PROBLEM
What lines below contain the string "enum"? List them all.

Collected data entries
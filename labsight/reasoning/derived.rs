use indexmap::IndexMap;
use serde::Serialize;

use labsight_knowledge::{round3, Gender};

use crate::module::LoadedReport;

/// Cardiovascular risk band.
#[derive(Debug, Clone, Copy, PartialEq, Eq, Serialize)]
#[serde(rename_all = "lowercase")]
pub enum RiskBand {
    /// Score below 0.3.
    Low,
    /// Score below 0.6.
    Moderate,
    /// Score of 0.6 or more.
    High,
    /// No lipid values to judge from.
    Unknown,
}

impl RiskBand {
    /// Lower-case name.
    #[must_use]
    pub const fn as_str(self) -> &'static str {
        match self {
            Self::Low => "low",
            Self::Moderate => "moderate",
            Self::High => "high",
            Self::Unknown => "unknown",
        }
    }
}

/// Cardiovascular risk summary.
#[derive(Debug, Clone, PartialEq, Serialize)]
pub struct CardioRisk {
    /// Band.
    pub band: RiskBand,
    /// Additive factor score in [0, 1].
    pub score: f64,
    /// Factors that contributed, in evaluation order.
    pub factors: Vec<String>,
}

/// Derived metrics for one report.
#[derive(Debug, Clone, Default, PartialEq, Serialize)]
pub struct DerivedReport {
    /// Metric name to value; `None` when inputs are missing or a ratio divides by zero.
    #[serde(flatten)]
    pub metrics: IndexMap<String, Option<f64>>,
    /// Risk band, if the implementation computes one.
    #[serde(skip_serializing_if = "Option::is_none")]
    pub cardio: Option<CardioRisk>,
}

/// Pluggable derived-metrics stage.
pub trait DerivedMetrics: Send + Sync {
    /// Label used in logs.
    fn label(&self) -> &str;

    /// Computes metrics from the loaded values.
    fn compute(&self, report: &LoadedReport) -> DerivedReport;
}

/// Computes nothing.
#[derive(Debug, Clone, Copy, Default)]
pub struct NoDerived;

impl DerivedMetrics for NoDerived {
    fn label(&self) -> &str {
        "none"
    }

    fn compute(&self, _report: &LoadedReport) -> DerivedReport {
        DerivedReport::default()
    }
}

/// Lipid and leukocyte ratios plus an additive cardiovascular band.
#[derive(Debug, Clone, Copy, Default)]
pub struct StandardDerived;

const RATIOS: &[(&str, &str, &str)] = &[
    ("TG_HDL_Ratio", "Triglycerides", "HDL"),
    ("LDL_HDL_Ratio", "LDL", "HDL"),
    ("TC_HDL_Ratio", "Total_Cholesterol", "HDL"),
    ("NLR", "Neutrophils", "Lymphocytes"),
];

const LIPIDS: &[&str] = &["Total_Cholesterol", "LDL", "HDL", "Triglycerides"];

impl DerivedMetrics for StandardDerived {
    fn label(&self) -> &str {
        "standard"
    }

    fn compute(&self, report: &LoadedReport) -> DerivedReport {
        let mut metrics: IndexMap<String, Option<f64>> = RATIOS
            .iter()
            .map(|(name, numerator, denominator)| {
                let value = ratio(report.value(numerator), report.value(denominator));
                ((*name).to_string(), value)
            })
            .collect();
        let non_hdl = match (report.value("Total_Cholesterol"), report.value("HDL")) {
            (Some(tc), Some(hdl)) => Some(round3(tc - hdl)),
            _ => None,
        };
        metrics.insert("Non_HDL_Cholesterol".into(), non_hdl);
        let cardio = cardio_risk(report, &metrics);
        DerivedReport {
            metrics,
            cardio: Some(cardio),
        }
    }
}

fn ratio(numerator: Option<f64>, denominator: Option<f64>) -> Option<f64> {
    match (numerator, denominator) {
        (Some(n), Some(d)) if d != 0.0 => Some(round3(n / d)),
        _ => None,
    }
}

/// Additive factor score over lipid, glycaemic, and demographic inputs.
#[must_use]
pub fn cardio_risk(report: &LoadedReport, metrics: &IndexMap<String, Option<f64>>) -> CardioRisk {
    if LIPIDS.iter().all(|name| report.value(name).is_none()) {
        return CardioRisk {
            band: RiskBand::Unknown,
            score: 0.0,
            factors: Vec::new(),
        };
    }
    let metric = |name: &str| metrics.get(name).copied().flatten();
    let age_threshold = match report.patient.gender {
        Some(Gender::Female) => 55,
        _ => 45,
    };
    let checks: [(&str, f64, bool); 7] = [
        ("LDL >= 160", 0.25, report.value("LDL").is_some_and(|v| v >= 160.0)),
        ("HDL < 40", 0.2, report.value("HDL").is_some_and(|v| v < 40.0)),
        ("TG/HDL > 3.5", 0.2, metric("TG_HDL_Ratio").is_some_and(|v| v > 3.5)),
        (
            "Total cholesterol >= 240",
            0.15,
            report.value("Total_Cholesterol").is_some_and(|v| v >= 240.0),
        ),
        ("TC/HDL > 5", 0.1, metric("TC_HDL_Ratio").is_some_and(|v| v > 5.0)),
        (
            "Diabetic glycaemia",
            0.1,
            report.value("HbA1c").is_some_and(|v| v >= 6.5)
                || report.value("Glucose_Fasting").is_some_and(|v| v >= 126.0),
        ),
        (
            "Age",
            0.1,
            report.patient.age.is_some_and(|age| age >= age_threshold),
        ),
    ];

    let mut score = 0.0;
    let mut factors = Vec::new();
    for (factor, weight, hit) in checks {
        if hit {
            score += weight;
            factors.push(factor.to_string());
        }
    }
    let score = round3(f64::min(score, 1.0));
    let band = if score >= 0.6 {
        RiskBand::High
    } else if score >= 0.3 {
        RiskBand::Moderate
    } else {
        RiskBand::Low
    };
    CardioRisk {
        band,
        score,
        factors,
    }
}

#[cfg(test)]
mod tests {
    use super::*;
    use crate::module::PatientContext;

    fn report(values: &[(&str, Option<f64>)]) -> LoadedReport {
        let mut report = LoadedReport::default();
        for (name, value) in values {
            report.parameters.insert((*name).to_string(), *value);
        }
        report
    }

    #[test]
    fn ratios_handle_missing_and_zero() {
        let derived = StandardDerived.compute(&report(&[
            ("Triglycerides", Some(200.0)),
            ("HDL", Some(0.0)),
            ("LDL", Some(100.0)),
            ("Neutrophils", Some(70.0)),
            ("Lymphocytes", Some(20.0)),
        ]));
        assert_eq!(derived.metrics["TG_HDL_Ratio"], None);
        assert_eq!(derived.metrics["TC_HDL_Ratio"], None);
        assert_eq!(derived.metrics["NLR"], Some(3.5));
    }

    #[test]
    fn band_accumulates_factors() {
        let mut atherogenic = report(&[
            ("LDL", Some(190.0)),
            ("HDL", Some(35.0)),
            ("Triglycerides", Some(250.0)),
            ("Total_Cholesterol", Some(260.0)),
        ]);
        atherogenic.patient = PatientContext {
            age: Some(60),
            ..PatientContext::default()
        };
        let derived = StandardDerived.compute(&atherogenic);
        let cardio = derived.cardio.unwrap();
        assert_eq!(cardio.band, RiskBand::High);
        assert_eq!(cardio.score, 1.0);
        assert_eq!(cardio.factors[0], "LDL >= 160");

        let healthy = StandardDerived.compute(&report(&[("LDL", Some(90.0)), ("HDL", Some(60.0))]));
        assert_eq!(healthy.cardio.unwrap().band, RiskBand::Low);
    }

    #[test]
    fn no_lipids_means_unknown_band() {
        let derived = StandardDerived.compute(&report(&[("Hemoglobin", Some(14.0))]));
        assert_eq!(derived.cardio.unwrap().band, RiskBand::Unknown);
        assert_eq!(NoDerived.compute(&LoadedReport::default()), DerivedReport::default());
    }

    #[test]
    fn serializes_flat_with_cardio_key() {
        let derived = StandardDerived.compute(&report(&[("LDL", Some(90.0)), ("HDL", Some(45.0))]));
        let json = serde_json::to_value(&derived).unwrap();
        assert_eq!(json["LDL_HDL_Ratio"], 2.0);
        assert_eq!(json["cardio"]["band"], "low");
        assert!(json["NLR"].is_null());
    }
}
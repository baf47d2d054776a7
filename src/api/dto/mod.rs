//! Data Transfer Objects for API requests and responses.
//!
//! Response bodies use camelCase keys, matching the single-page client.

pub mod health;
pub mod links;
pub mod shorten;
//! Time source used for record creation and expiry checks.

use chrono::{DateTime, Duration, Utc};
use parking_lot::Mutex;

/// Source of the current time.
///
/// The registry never calls `Utc::now()` directly so that expiry can be
/// driven deterministically in tests.
pub trait Clock: Send + Sync {
    fn now(&self) -> DateTime<Utc>;
}

/// Wall-clock time.
#[derive(Debug, Default, Clone, Copy)]
pub struct SystemClock;

impl Clock for SystemClock {
    fn now(&self) -> DateTime<Utc> {
        Utc::now()
    }
}

/// A clock that only moves when told to.
#[derive(Debug)]
pub struct ManualClock {
    now: Mutex<DateTime<Utc>>,
}

impl ManualClock {
    pub fn new(start: DateTime<Utc>) -> Self {
        Self {
            now: Mutex::new(start),
        }
    }

    /// Moves the clock forward by `by`.
    pub fn advance(&self, by: Duration) {
        let mut now = self.now.lock();
        *now += by;
    }

    pub fn set(&self, to: DateTime<Utc>) {
        *self.now.lock() = to;
    }
}

impl Default for ManualClock {
    fn default() -> Self {
        Self::new(Utc::now())
    }
}

impl Clock for ManualClock {
    fn now(&self) -> DateTime<Utc> {
        *self.now.lock()
    }
}
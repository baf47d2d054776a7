//! Link creation, resolution, and statistics service.

use std::sync::Arc;

use chrono::{DateTime, Duration, Utc};
use serde_json::json;

use crate::domain::{Registry, RegistryError, UrlRecord};
use crate::error::AppError;
use crate::infrastructure::telemetry::{Level, Package, TelemetryHandle};
use crate::utils::code_generator::validate_custom_code;
use crate::utils::url_validator::validate_url;

/// Validity limits applied to create requests.
#[derive(Debug, Clone, Copy)]
pub struct ValidityPolicy {
    /// Minutes used when the request omits `validity`.
    pub default_minutes: i64,
    /// Largest accepted `validity`.
    pub max_minutes: i64,
}

impl Default for ValidityPolicy {
    fn default() -> Self {
        Self {
            default_minutes: 30,
            max_minutes: 525_600,
        }
    }
}

/// Result of a successful create.
#[derive(Debug, Clone)]
pub struct CreatedLink {
    pub code: String,
    pub short_link: String,
    pub expires_at: DateTime<Utc>,
}

/// Service in front of the [`Registry`].
///
/// Applies request-level validation (URL syntax, validity bounds, reserved
/// codes) before touching the registry, formats short links from the base URL,
/// and reports each outcome to telemetry after the registry call has returned.
pub struct LinkService {
    registry: Arc<Registry>,
    base_url: String,
    validity: ValidityPolicy,
    telemetry: TelemetryHandle,
}

impl LinkService {
    /// Creates a new link service.
    ///
    /// A trailing `/` on `base_url` is ignored.
    pub fn new(
        registry: Arc<Registry>,
        base_url: impl Into<String>,
        validity: ValidityPolicy,
        telemetry: TelemetryHandle,
    ) -> Self {
        let base_url = base_url.into().trim_end_matches('/').to_string();
        Self {
            registry,
            base_url,
            validity,
            telemetry,
        }
    }

    /// Creates a short link.
    ///
    /// # Arguments
    ///
    /// - `original_url` - Absolute HTTP(S) URL to redirect to
    /// - `validity_minutes` - Lifetime in minutes, defaults to the configured value
    /// - `requested_code` - Optional custom code (1-10 letters/digits)
    ///
    /// # Errors
    ///
    /// Returns [`AppError::InvalidInput`] if:
    /// - URL is missing or malformed
    /// - Validity is not positive or exceeds the maximum
    /// - Custom code is malformed or reserved
    ///
    /// Returns [`AppError::Conflict`] if the custom code is live.
    pub fn create_short_link(
        &self,
        original_url: Option<&str>,
        validity_minutes: Option<i64>,
        requested_code: Option<&str>,
    ) -> Result<CreatedLink, AppError> {
        let original_url = validate_url(original_url.unwrap_or_default()).map_err(|e| {
            AppError::bad_request(e.to_string(), json!({ "field": "url" }))
        })?;

        let minutes = self.validity_minutes(validity_minutes)?;

        if let Some(code) = requested_code {
            validate_custom_code(code)?;
        }

        let validity = Duration::try_minutes(minutes).ok_or_else(|| {
            AppError::bad_request("Validity is out of range", json!({ "validity": minutes }))
        })?;

        let result = self.registry.create(original_url, validity, requested_code);

        let record = match result {
            Ok(record) => record,
            Err(err) => {
                self.report_failure("create", requested_code.unwrap_or("-"), &err);
                return Err(err.into());
            }
        };

        metrics::counter!("links_created_total").increment(1);
        self.telemetry.backend(
            Level::Info,
            Package::Service,
            format!(
                "short link {} created, expires {}",
                record.code,
                record.expires_at.to_rfc3339()
            ),
        );

        Ok(CreatedLink {
            short_link: self.short_link(&record.code),
            code: record.code,
            expires_at: record.expires_at,
        })
    }

    /// Resolves `code` for a redirect, recording one click.
    ///
    /// # Errors
    ///
    /// Returns [`AppError::NotFound`] for unknown codes and
    /// [`AppError::Expired`] for lapsed ones.
    pub fn resolve(
        &self,
        code: &str,
        user_agent: Option<&str>,
        referrer: Option<&str>,
    ) -> Result<String, AppError> {
        match self.registry.resolve(code, user_agent, referrer) {
            Ok(url) => {
                metrics::counter!("redirects_total").increment(1);
                self.telemetry.backend(
                    Level::Debug,
                    Package::Handler,
                    format!("short link {code} resolved"),
                );
                Ok(url)
            }
            Err(err) => {
                self.report_failure("resolve", code, &err);
                Err(err.into())
            }
        }
    }

    /// Returns the record for `code` without recording a click.
    ///
    /// # Errors
    ///
    /// Same as [`Self::resolve`].
    pub fn get_stats(&self, code: &str) -> Result<UrlRecord, AppError> {
        self.registry.get_stats(code).map_err(|err| {
            self.report_failure("stats", code, &err);
            err.into()
        })
    }

    /// Returns all live records, oldest first.
    pub fn list_active(&self) -> Vec<UrlRecord> {
        self.registry.list_active()
    }

    /// Number of live records.
    pub fn live_count(&self) -> usize {
        self.registry.live_count()
    }

    /// Constructs the full short link for `code`.
    pub fn short_link(&self, code: &str) -> String {
        format!("{}/{}", self.base_url, code)
    }

    fn validity_minutes(&self, requested: Option<i64>) -> Result<i64, AppError> {
        let minutes = requested.unwrap_or(self.validity.default_minutes);

        if minutes <= 0 {
            return Err(AppError::bad_request(
                "Validity must be a positive number of minutes",
                json!({ "validity": minutes }),
            ));
        }

        if minutes > self.validity.max_minutes {
            return Err(AppError::bad_request(
                format!("Validity cannot exceed {} minutes", self.validity.max_minutes),
                json!({ "validity": minutes }),
            ));
        }

        Ok(minutes)
    }

    fn report_failure(&self, operation: &str, code: &str, err: &RegistryError) {
        let level = match err {
            RegistryError::Internal(_) => Level::Error,
            _ => Level::Warn,
        };

        self.telemetry.backend(
            level,
            Package::Service,
            format!("{operation} failed for {code}: {err}"),
        );
    }
}
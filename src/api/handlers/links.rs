//! Handler for listing live links.

use axum::{Json, extract::State};

use crate::api::dto::links::LinkView;
use crate::state::AppState;

/// Lists all live short links, oldest first.
///
/// # Endpoint
///
/// `GET /urls`
///
/// Expired links are omitted even if the sweeper has not removed them yet.
pub async fn list_urls_handler(State(state): State<AppState>) -> Json<Vec<LinkView>> {
    let items = state
        .link_service
        .list_active()
        .into_iter()
        .map(|record| {
            let short_link = state.link_service.short_link(&record.code);
            LinkView::from_record(record, short_link)
        })
        .collect();

    Json(items)
}
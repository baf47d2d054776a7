//! URL record entity representing one short code mapping.

use chrono::{DateTime, Utc};

use super::click::ClickEvent;

/// A short code mapped to its original URL, with click analytics.
///
/// Records are only created and mutated by [`crate::domain::Registry`].
/// The only mutation after creation is appending a click, which keeps
/// `click_count` equal to `click_history.len()`.
#[derive(Debug, Clone)]
pub struct UrlRecord {
    pub code: String,
    pub original_url: String,
    pub created_at: DateTime<Utc>,
    pub expires_at: DateTime<Utc>,
    pub click_count: u64,
    pub click_history: Vec<ClickEvent>,
}

impl UrlRecord {
    /// Creates a record with no clicks.
    pub fn new(
        code: String,
        original_url: String,
        created_at: DateTime<Utc>,
        expires_at: DateTime<Utc>,
    ) -> Self {
        Self {
            code,
            original_url,
            created_at,
            expires_at,
            click_count: 0,
            click_history: Vec::new(),
        }
    }

    /// Returns true once `now` is strictly past the expiry time.
    ///
    /// A record is still live at exactly `expires_at`.
    pub fn is_expired_at(&self, now: DateTime<Utc>) -> bool {
        now > self.expires_at
    }

    pub(crate) fn record_click(&mut self, click: ClickEvent) {
        self.click_history.push(click);
        self.click_count += 1;
    }
}

#[cfg(test)]
mod tests {
    use super::*;
    use chrono::Duration;

    fn record_valid_for(minutes: i64) -> UrlRecord {
        let now = Utc::now();
        UrlRecord::new(
            "abc123".to_string(),
            "https://example.com".to_string(),
            now,
            now + Duration::minutes(minutes),
        )
    }

    #[test]
    fn test_record_creation() {
        let record = record_valid_for(30);

        assert_eq!(record.code, "abc123");
        assert_eq!(record.original_url, "https://example.com");
        assert_eq!(record.click_count, 0);
        assert!(record.click_history.is_empty());
        assert_eq!(record.expires_at - record.created_at, Duration::minutes(30));
    }

    #[test]
    fn test_record_expiry_boundary() {
        let record = record_valid_for(1);

        assert!(!record.is_expired_at(record.created_at));
        assert!(!record.is_expired_at(record.expires_at));
        assert!(record.is_expired_at(record.expires_at + Duration::milliseconds(1)));
    }

    #[test]
    fn test_record_click_keeps_count_in_sync() {
        let mut record = record_valid_for(30);

        record.record_click(ClickEvent::new(Utc::now(), Some("curl/8.0"), None));
        record.record_click(ClickEvent::new(Utc::now(), None, Some("https://news.ycombinator.com")));

        assert_eq!(record.click_count, 2);
        assert_eq!(record.click_history.len(), 2);
        assert_eq!(record.click_history[0].user_agent, "curl/8.0");
        assert_eq!(record.click_history[1].referrer, "https://news.ycombinator.com");
    }
}
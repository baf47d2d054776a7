//! HTTP request/response tracing middleware.

use tower_http::LatencyUnit;
use tower_http::classify::{ServerErrorsAsFailures, SharedClassifier};
use tower_http::trace::{DefaultMakeSpan, DefaultOnResponse, TraceLayer};
use tracing::Level;

/// Creates the access-log layer.
///
/// Opens an `INFO` span per request (method, URI, version) and logs the
/// status and latency in milliseconds when the response is sent.
///
/// ```text
/// INFO request{method=GET uri=/abc123 version=HTTP/1.1}: finished processing request latency=0 ms status=302
/// ```
pub fn layer() -> TraceLayer<SharedClassifier<ServerErrorsAsFailures>> {
    TraceLayer::new_for_http()
        .make_span_with(DefaultMakeSpan::new().level(Level::INFO))
        .on_response(
            DefaultOnResponse::new()
                .level(Level::INFO)
                .latency_unit(LatencyUnit::Millis),
        )
}
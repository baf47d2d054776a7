//! Infrastructure layer for external integrations.
//!
//! # Modules
//!
//! - [`telemetry`] - Fire-and-forget delivery of log entries to a remote collector

pub mod telemetry;
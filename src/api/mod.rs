//! REST API layer for HTTP request/response handling.
//!
//! This layer translates HTTP requests into [`crate::application`] calls and
//! formats responses according to the API contract.
//!
//! # Modules
//!
//! - [`dto`] - Data Transfer Objects for request/response serialization
//! - [`handlers`] - HTTP request handlers
//! - [`middleware`] - Access logging and CORS
//! - [`routes`] - Route configuration

pub mod dto;
pub mod handlers;
pub mod middleware;
pub mod routes;
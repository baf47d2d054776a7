//! HTTP middleware for request processing.
//!
//! Provides access logging and the CORS policy.

pub mod cors;
pub mod tracing;
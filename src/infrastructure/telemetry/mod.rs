//! Best-effort telemetry to an external log collector.
//!
//! Provides a [`LogSink`] trait with two implementations:
//! - [`HttpLogSink`] - Remote collector over HTTP with Bearer auth
//! - [`NullLogSink`] - No-op implementation for disabled telemetry
//!
//! Entries are queued through [`TelemetryHandle`] and delivered by
//! [`run_telemetry_worker`], never inline with a request.

mod entry;
mod http_sink;
mod null_sink;
mod sink;
mod worker;

pub use entry::{Level, LogEntry, Package, Stack};
pub use http_sink::HttpLogSink;
pub use null_sink::NullLogSink;
pub use sink::{LogSink, LoggingError};
pub use worker::{TelemetryHandle, run_telemetry_worker};
//! Utility functions for code generation and URL validation.
//!
//! - [`code_generator`] - Short code generation and validation
//! - [`url_validator`] - Syntactic checks on submitted URLs

pub mod code_generator;
pub mod url_validator;
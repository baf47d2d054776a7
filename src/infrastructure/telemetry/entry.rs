//! Log entry model accepted by the log collector.

use serde::Serialize;

use super::sink::LoggingError;

/// Which side of the application produced the entry.
#[derive(Debug, Clone, Copy, PartialEq, Eq, Serialize)]
#[serde(rename_all = "snake_case")]
pub enum Stack {
    Backend,
    Frontend,
}

/// Severity understood by the collector.
#[derive(Debug, Clone, Copy, PartialEq, Eq, Serialize)]
#[serde(rename_all = "snake_case")]
pub enum Level {
    Debug,
    Info,
    Warn,
    Error,
    Fatal,
}

/// Component that produced the entry.
///
/// Some packages only make sense for one [`Stack`]; see [`Package::allowed_for`].
#[derive(Debug, Clone, Copy, PartialEq, Eq, Serialize)]
#[serde(rename_all = "snake_case")]
pub enum Package {
    // backend only
    Cache,
    Controller,
    CronJob,
    Domain,
    Handler,
    Repository,
    Route,
    Service,
    // frontend only
    Api,
    Component,
    Hook,
    Page,
    State,
    Style,
    // either stack
    Auth,
    Config,
    Middleware,
    Util,
}

impl Package {
    pub fn allowed_for(self, stack: Stack) -> bool {
        use Package::*;

        match self {
            Auth | Config | Middleware | Util => true,
            Cache | Controller | CronJob | Domain | Handler | Repository | Route | Service => {
                stack == Stack::Backend
            }
            Api | Component | Hook | Page | State | Style => stack == Stack::Frontend,
        }
    }
}

/// One validated log entry, serialized as `{stack, level, package, message}`.
#[derive(Debug, Clone, PartialEq, Eq, Serialize)]
pub struct LogEntry {
    pub stack: Stack,
    pub level: Level,
    pub package: Package,
    pub message: String,
}

impl LogEntry {
    /// Builds an entry after checking the package/stack pairing and message.
    ///
    /// # Errors
    ///
    /// Returns [`LoggingError::InvalidEntry`] if `package` is not allowed for
    /// `stack` or `message` is blank.
    pub fn new(
        stack: Stack,
        level: Level,
        package: Package,
        message: impl Into<String>,
    ) -> Result<Self, LoggingError> {
        if !package.allowed_for(stack) {
            return Err(LoggingError::InvalidEntry(format!(
                "package {package:?} is not allowed for stack {stack:?}"
            )));
        }

        let message = message.into();
        if message.trim().is_empty() {
            return Err(LoggingError::InvalidEntry(
                "message must not be empty".to_string(),
            ));
        }

        Ok(Self {
            stack,
            level,
            package,
            message,
        })
    }
}
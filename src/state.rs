//! Shared application state injected into every handler.

use std::sync::Arc;

use crate::application::services::LinkService;
use crate::infrastructure::telemetry::TelemetryHandle;

#[derive(Clone)]
pub struct AppState {
    pub link_service: Arc<LinkService>,
    pub telemetry: TelemetryHandle,
}

impl AppState {
    pub fn new(link_service: Arc<LinkService>, telemetry: TelemetryHandle) -> Self {
        Self {
            link_service,
            telemetry,
        }
    }
}
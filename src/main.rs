use anyhow::Result;
use expiring_shortener::{config, server};
use tracing_subscriber::EnvFilter;

#[tokio::main]
async fn main() -> Result<()> {
    let _ = dotenvy::dotenv();

    let config = config::load_from_env()?;

    init_tracing(&config.log_level, &config.log_format);
    config.print_summary();

    server::run(config).await
}

fn init_tracing(log_level: &str, log_format: &str) {
    let filter = EnvFilter::try_new(log_level).unwrap_or_else(|_| EnvFilter::new("info"));

    if log_format == "json" {
        tracing_subscriber::fmt()
            .with_env_filter(filter)
            .json()
            .init();
    } else {
        tracing_subscriber::fmt().with_env_filter(filter).init();
    }
}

TASK SOLUTION
pub enum RiskBand {
pub enum Stack {
pub enum Level {
pub enum Package {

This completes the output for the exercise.